I acknowledge this is a bit of a weird question, but bear with me for just a minute: Has there ever been a better time to be disabled? I don’t mean to be smart, and I don’t mean to be cute. What I mean to say is that I am not aware of any society that has ever taken better care of its disabled members. And here I am thinking particularly of people with cognitive disabilities, though I’m sure we could extend the rule to every other form of disability. Historically, people with cognitive disabilities have been treated in the most inhumane ways possible. The bar has been set horrifically low.
However, at this point in time, here in the Western world, we place great value on those who are disabled. I have disabled people in my family, in my church, and in my neighborhood, and I am often amazed at the incredible programs that are available to them. We are only a generation or two removed from speaking of people with cognitive disabilities using pejorative terms like “village idiot.” It’s only in the past few years we’ve stopped using “retard” as an insult. In days past, with disabilities typically received little education, gained little training, and had few opportunities.

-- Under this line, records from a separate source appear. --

//! Create a keyboard shortcut object and read it back.
//!
//! Usage: `shortcut <target> [hotkey]`, where `hotkey` is a hexadecimal key code with the
//! modifiers in the high byte, e.g. `0x0654` for Ctrl+Alt+T.

mod link;
mod logging;

use comptr::{ComError, ComPtr, TaskBuffer};
use core::{
    ffi::{CStr, c_void},
    fmt::{Display, Formatter},
};
use link::{CLSID_SHORTCUT, IShortcut};
use log::{debug, info};
use objrt::{HResult, IUnknown};
use std::process::ExitCode;

/// Default hotkey: Ctrl+Alt+T.
const DEFAULT_HOTKEY: u16 = 0x0654;

#[derive(Debug, PartialEq, Eq)]
enum AppError {
    Usage,
    Handle(ComError),
    Call(&'static str, HResult),
}

impl From<ComError> for AppError {
    fn from(err: ComError) -> Self {
        AppError::Handle(err)
    }
}

impl Display for AppError {
    fn fmt(&self, f: &mut Formatter<'_>) -> core::fmt::Result {
        match self {
            AppError::Usage => f.write_str("usage: shortcut <target> [hotkey]"),
            AppError::Handle(err) => Display::fmt(err, f),
            AppError::Call(name, hr) => f.write_fmt(format_args!("{} failed: {}", name, hr)),
        }
    }
}

fn check(name: &'static str, hr: HResult) -> Result<(), AppError> {
    hr.ok().map_err(|hr| AppError::Call(name, hr))
}

fn parse_hotkey(text: &str) -> Option<u16> {
    let digits = text.strip_prefix("0x").or(text.strip_prefix("0X")).unwrap_or(text);
    u16::from_str_radix(digits, 16).ok()
}

fn register_shortcut() -> Result<(), AppError> {
    link::register().map_err(|hr| AppError::Call("register", hr))
}

/// Create a shortcut, store `target` and `hotkey` in it, and read both back.
fn round_trip(target: &str, hotkey: u16) -> Result<(String, u16), AppError> {
    let shortcut = ComPtr::<IShortcut>::create(&CLSID_SHORTCUT)?;
    let link = shortcut.try_deref()?;
    check("set_target", link.set_target(target))?;
    check("set_hotkey", link.set_hotkey(hotkey))?;

    let mut stored = TaskBuffer::<u8>::new();
    check("get_target", unsafe { link.get_target(stored.out_slot()?) })?;
    let stored_target = unsafe { CStr::from_ptr(stored.as_ptr().cast()) }
        .to_string_lossy()
        .into_owned();
    let stored_hotkey = link.hotkey().map_err(|hr| AppError::Call("hotkey", hr))?;

    let unknown = shortcut.query_interface::<IUnknown>()?;
    debug!(
        "IShortcut at {:p}, IUnknown at {:p}",
        shortcut.get()?.as_ptr() as *mut c_void,
        unknown.get()?.as_ptr() as *mut c_void
    );
    Ok((stored_target, stored_hotkey))
}

fn run(target: &str, hotkey: u16) -> Result<(), AppError> {
    register_shortcut()?;
    let (stored_target, stored_hotkey) = round_trip(target, hotkey)?;
    info!("{} -> {:#06x}", stored_target, stored_hotkey);
    Ok(())
}

fn main() -> ExitCode {
    logging::init();
    let mut args = std::env::args().skip(1);
    let result = match (args.next(), args.next()) {
        (Some(target), None) => run(&target, DEFAULT_HOTKEY),
        (Some(target), Some(hotkey)) => match parse_hotkey(&hotkey) {
            Some(hotkey) => run(&target, hotkey),
            None => Err(AppError::Usage),
        },
        _ => Err(AppError::Usage),
    };
    match result {
        Ok(()) => ExitCode::SUCCESS,
        Err(err) => {
            eprintln!("{}", err);
            ExitCode::FAILURE
        }
    }
}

Today, though, there’s a whole world of programs available to disabled people and their families. We try to find that balance between caring for their particular needs in ways that are fitting to their condition, while also doing our best to mainstream them into wider society as much as possible. Few things encourage me more than seeing people with obvious cognitive disabilities studying in public schools and working regular jobs. The grocery store near us and the Staples just around the corner both regularly and deliberately employ people with disabilities. I, like many others, love this and gladly bear with the inevitable “quirks” that come with the territory.

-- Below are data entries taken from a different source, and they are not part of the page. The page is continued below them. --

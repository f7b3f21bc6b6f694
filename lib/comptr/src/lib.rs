//! Exclusive-ownership handles over runtime-managed resources.
//!
//! Provide two handle types:
//! - [ComPtr<T>] owns exactly one reference to an object of the object runtime and releases it
//!   when dropped. Ownership moves, it is never copied.
//! - [TaskBuffer<T>] owns exactly one block of task memory and frees it when dropped.
//!
//! Both hand out an output slot ([ComPtr::out_slot], [TaskBuffer::out_slot]) for APIs that
//! return their result by writing a pointer, **but only while the handle is empty**, so an
//! owned resource can never be overwritten without being released.

#![cfg_attr(not(test), no_std)]

mod buffer;
mod error;
mod ptr;

#[cfg(test)]
mod fixture;

pub use buffer::TaskBuffer;
pub use error::ComError;
pub use ptr::ComPtr;
use core::fmt::{Display, Formatter};
use objrt::{Guid, HResult};

/// Failures of handle operations.
///
/// None of them changes the ownership state of the handle involved.
#[derive(Debug, Clone, Copy, PartialEq, Eq)]
pub enum ComError {
    /// The runtime could not create an object of class `clsid`.
    Creation { clsid: Guid, code: HResult },
    /// The handle was empty where a resource is required, or occupied where it must be empty.
    InvalidOperation(&'static str),
    /// The object does not implement interface `iid`.
    UnsupportedCapability { iid: Guid, code: HResult },
}

impl ComError {
    pub(crate) const EMPTY_DEREF: ComError = ComError::InvalidOperation("empty handle dereferenced");
    pub(crate) const EMPTY_QUERY: ComError =
        ComError::InvalidOperation("capability query on empty handle");
    pub(crate) const OCCUPIED_HANDLE: ComError =
        ComError::InvalidOperation("address requested on non-empty handle");
    pub(crate) const OCCUPIED_BUFFER: ComError =
        ComError::InvalidOperation("address requested on non-empty buffer");
}

impl Display for ComError {
    fn fmt(&self, f: &mut Formatter<'_>) -> core::fmt::Result {
        match self {
            ComError::Creation { clsid, code } => {
                f.write_fmt(format_args!("cannot create class {}: {}", clsid, code))
            }
            ComError::InvalidOperation(message) => f.write_str(message),
            ComError::UnsupportedCapability { iid, code } => {
                f.write_fmt(format_args!("interface {} not supported: {}", iid, code))
            }
        }
    }
}

impl core::error::Error for ComError {}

It is for these reasons and others that I contend that there has never been a better time to be disabled.
Yet that is not entirely true, is it? There is a horrific contradiction within our society. We invest great care in those who are born with disabilities, but only after investing every effort in eradicating them before they are born. There is a full out holocaust against unborn children with disabilities, the risk of disabilities, or even the possibility of disabilities. It is considered a sign of society’s progress that Down Syndrome has almost disappeared, yet that is only because nine out of every 10 are aborted before they are even born. It is considered socially responsible to identify and eliminate them before they get to full-term. Even as the world has become safer and better for those who are born with disabilities, the womb has become the most dangerous place of all. There is literally no worse place for a disabled child to be right now than inside his mother, for mortality rates there are nearing 100 percent. The place of ultimate refuge has become the place of ultimate peril.
So let me modify my original statement: Though there has never been a better time to be born with a disability, there has never been a worse time to be pre-born with a disability. This is one of our society’s most glaring contradictions, her most damnable sins.